== PROVIDED RECORDS ==

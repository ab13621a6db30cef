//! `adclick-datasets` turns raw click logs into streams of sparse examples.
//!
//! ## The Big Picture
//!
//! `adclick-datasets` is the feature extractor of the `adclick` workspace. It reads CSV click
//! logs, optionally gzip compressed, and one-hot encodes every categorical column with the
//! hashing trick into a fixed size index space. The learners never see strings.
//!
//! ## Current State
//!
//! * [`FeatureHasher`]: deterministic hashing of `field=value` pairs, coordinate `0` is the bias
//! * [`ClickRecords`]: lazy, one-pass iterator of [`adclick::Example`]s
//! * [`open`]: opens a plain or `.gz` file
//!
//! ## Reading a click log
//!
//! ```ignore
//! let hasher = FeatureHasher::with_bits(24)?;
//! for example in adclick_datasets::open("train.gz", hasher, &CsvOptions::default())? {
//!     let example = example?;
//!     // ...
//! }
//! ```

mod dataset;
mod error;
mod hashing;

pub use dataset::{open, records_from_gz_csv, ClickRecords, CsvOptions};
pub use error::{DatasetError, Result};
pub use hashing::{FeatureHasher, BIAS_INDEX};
* * *
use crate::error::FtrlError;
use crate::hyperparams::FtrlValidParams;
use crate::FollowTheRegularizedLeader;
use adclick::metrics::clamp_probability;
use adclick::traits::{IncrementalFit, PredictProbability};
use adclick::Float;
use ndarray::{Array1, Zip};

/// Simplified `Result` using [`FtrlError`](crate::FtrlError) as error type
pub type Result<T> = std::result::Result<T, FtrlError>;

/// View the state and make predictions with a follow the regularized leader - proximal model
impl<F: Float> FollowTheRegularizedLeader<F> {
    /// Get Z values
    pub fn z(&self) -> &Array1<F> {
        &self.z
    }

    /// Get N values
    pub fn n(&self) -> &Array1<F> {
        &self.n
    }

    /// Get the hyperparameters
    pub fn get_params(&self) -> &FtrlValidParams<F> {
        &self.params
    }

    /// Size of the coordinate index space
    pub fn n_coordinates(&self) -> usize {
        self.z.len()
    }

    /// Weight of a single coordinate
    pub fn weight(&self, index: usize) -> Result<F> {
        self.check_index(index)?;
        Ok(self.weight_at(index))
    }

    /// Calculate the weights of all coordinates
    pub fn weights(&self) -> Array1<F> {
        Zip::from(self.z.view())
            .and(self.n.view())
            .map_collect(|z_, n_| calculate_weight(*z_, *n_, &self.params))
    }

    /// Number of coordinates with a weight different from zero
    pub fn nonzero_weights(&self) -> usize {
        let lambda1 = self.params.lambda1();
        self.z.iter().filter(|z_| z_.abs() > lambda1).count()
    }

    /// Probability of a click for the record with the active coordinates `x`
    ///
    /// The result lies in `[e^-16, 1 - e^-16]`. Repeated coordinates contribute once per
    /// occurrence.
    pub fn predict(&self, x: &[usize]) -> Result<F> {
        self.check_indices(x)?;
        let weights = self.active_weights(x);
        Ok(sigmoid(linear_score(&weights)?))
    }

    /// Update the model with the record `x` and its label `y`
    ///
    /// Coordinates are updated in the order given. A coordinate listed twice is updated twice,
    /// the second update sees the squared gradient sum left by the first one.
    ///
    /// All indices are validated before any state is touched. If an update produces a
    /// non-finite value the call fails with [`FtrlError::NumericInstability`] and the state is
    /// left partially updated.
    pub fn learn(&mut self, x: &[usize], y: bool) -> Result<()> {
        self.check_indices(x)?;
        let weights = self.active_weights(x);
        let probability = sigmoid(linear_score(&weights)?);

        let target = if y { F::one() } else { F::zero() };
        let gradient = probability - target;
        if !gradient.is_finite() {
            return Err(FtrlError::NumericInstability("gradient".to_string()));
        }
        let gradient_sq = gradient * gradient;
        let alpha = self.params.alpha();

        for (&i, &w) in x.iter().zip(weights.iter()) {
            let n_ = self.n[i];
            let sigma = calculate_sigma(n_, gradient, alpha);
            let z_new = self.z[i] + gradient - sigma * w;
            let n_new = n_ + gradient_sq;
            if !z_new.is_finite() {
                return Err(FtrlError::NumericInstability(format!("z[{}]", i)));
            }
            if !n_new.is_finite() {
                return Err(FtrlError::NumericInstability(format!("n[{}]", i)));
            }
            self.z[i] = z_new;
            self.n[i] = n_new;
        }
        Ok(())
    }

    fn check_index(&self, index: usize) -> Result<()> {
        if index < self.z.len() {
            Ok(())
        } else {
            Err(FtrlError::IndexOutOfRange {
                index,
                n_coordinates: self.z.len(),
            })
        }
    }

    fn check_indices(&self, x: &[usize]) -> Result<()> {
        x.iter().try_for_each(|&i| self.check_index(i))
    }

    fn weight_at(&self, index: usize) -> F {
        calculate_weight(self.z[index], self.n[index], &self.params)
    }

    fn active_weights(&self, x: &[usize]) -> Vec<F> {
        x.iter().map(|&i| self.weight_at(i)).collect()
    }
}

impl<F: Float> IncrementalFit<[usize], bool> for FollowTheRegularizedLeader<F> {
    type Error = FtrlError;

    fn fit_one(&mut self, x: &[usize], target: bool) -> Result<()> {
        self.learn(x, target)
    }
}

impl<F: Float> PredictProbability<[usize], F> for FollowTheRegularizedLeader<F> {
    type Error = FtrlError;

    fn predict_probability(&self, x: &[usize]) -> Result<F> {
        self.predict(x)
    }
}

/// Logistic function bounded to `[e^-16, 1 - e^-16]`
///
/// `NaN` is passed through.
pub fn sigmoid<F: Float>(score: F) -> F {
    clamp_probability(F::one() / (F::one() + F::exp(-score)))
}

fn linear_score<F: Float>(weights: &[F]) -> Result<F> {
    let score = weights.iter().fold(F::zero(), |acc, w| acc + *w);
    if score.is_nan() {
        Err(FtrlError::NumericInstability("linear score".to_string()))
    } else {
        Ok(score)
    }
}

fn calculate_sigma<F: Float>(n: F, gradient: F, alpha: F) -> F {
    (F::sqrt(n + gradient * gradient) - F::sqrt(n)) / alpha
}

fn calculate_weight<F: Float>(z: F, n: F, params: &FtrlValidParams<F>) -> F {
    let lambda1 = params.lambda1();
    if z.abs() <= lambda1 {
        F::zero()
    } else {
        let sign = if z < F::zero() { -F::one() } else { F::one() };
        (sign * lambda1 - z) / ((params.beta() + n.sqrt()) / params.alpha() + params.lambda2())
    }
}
--
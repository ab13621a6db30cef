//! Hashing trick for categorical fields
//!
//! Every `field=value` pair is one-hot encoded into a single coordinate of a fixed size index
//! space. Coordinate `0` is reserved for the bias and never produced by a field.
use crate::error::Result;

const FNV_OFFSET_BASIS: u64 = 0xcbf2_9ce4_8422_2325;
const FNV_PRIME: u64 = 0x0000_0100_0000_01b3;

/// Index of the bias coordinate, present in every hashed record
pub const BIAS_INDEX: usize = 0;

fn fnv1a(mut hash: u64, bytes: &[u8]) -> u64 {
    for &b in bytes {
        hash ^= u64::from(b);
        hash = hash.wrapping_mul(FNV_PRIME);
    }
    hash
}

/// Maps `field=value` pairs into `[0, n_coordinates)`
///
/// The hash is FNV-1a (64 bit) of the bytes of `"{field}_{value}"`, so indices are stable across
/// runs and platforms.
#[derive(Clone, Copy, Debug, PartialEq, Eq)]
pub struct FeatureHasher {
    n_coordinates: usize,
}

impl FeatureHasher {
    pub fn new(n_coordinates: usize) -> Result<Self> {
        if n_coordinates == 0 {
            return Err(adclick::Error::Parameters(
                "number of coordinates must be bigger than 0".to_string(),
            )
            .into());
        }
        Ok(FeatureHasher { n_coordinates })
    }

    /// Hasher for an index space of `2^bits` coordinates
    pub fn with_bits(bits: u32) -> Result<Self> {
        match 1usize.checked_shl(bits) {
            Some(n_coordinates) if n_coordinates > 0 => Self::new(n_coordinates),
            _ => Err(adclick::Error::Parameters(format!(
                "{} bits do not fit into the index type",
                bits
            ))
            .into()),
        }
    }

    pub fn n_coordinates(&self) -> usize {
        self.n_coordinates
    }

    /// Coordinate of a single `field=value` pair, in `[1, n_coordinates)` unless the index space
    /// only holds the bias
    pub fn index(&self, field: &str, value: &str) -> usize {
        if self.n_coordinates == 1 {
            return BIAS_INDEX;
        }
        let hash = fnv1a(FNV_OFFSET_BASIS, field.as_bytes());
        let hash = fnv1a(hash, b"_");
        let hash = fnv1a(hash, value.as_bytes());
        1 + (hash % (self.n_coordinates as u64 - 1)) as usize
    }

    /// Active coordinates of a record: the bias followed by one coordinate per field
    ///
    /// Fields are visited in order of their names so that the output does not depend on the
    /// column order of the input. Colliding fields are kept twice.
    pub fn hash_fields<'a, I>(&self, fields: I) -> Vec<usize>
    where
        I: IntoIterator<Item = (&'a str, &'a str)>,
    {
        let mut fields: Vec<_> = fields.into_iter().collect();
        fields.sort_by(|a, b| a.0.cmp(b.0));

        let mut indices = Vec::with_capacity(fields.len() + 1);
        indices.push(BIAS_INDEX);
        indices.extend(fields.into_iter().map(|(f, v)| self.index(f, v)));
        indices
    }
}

== EXERCISE REQUIREMENTS ==
The string "alpha" appears on some lines of the data above; report how many such lines there are, as a bare number.

== RESPONSE TO THIS EXERCISE ==
5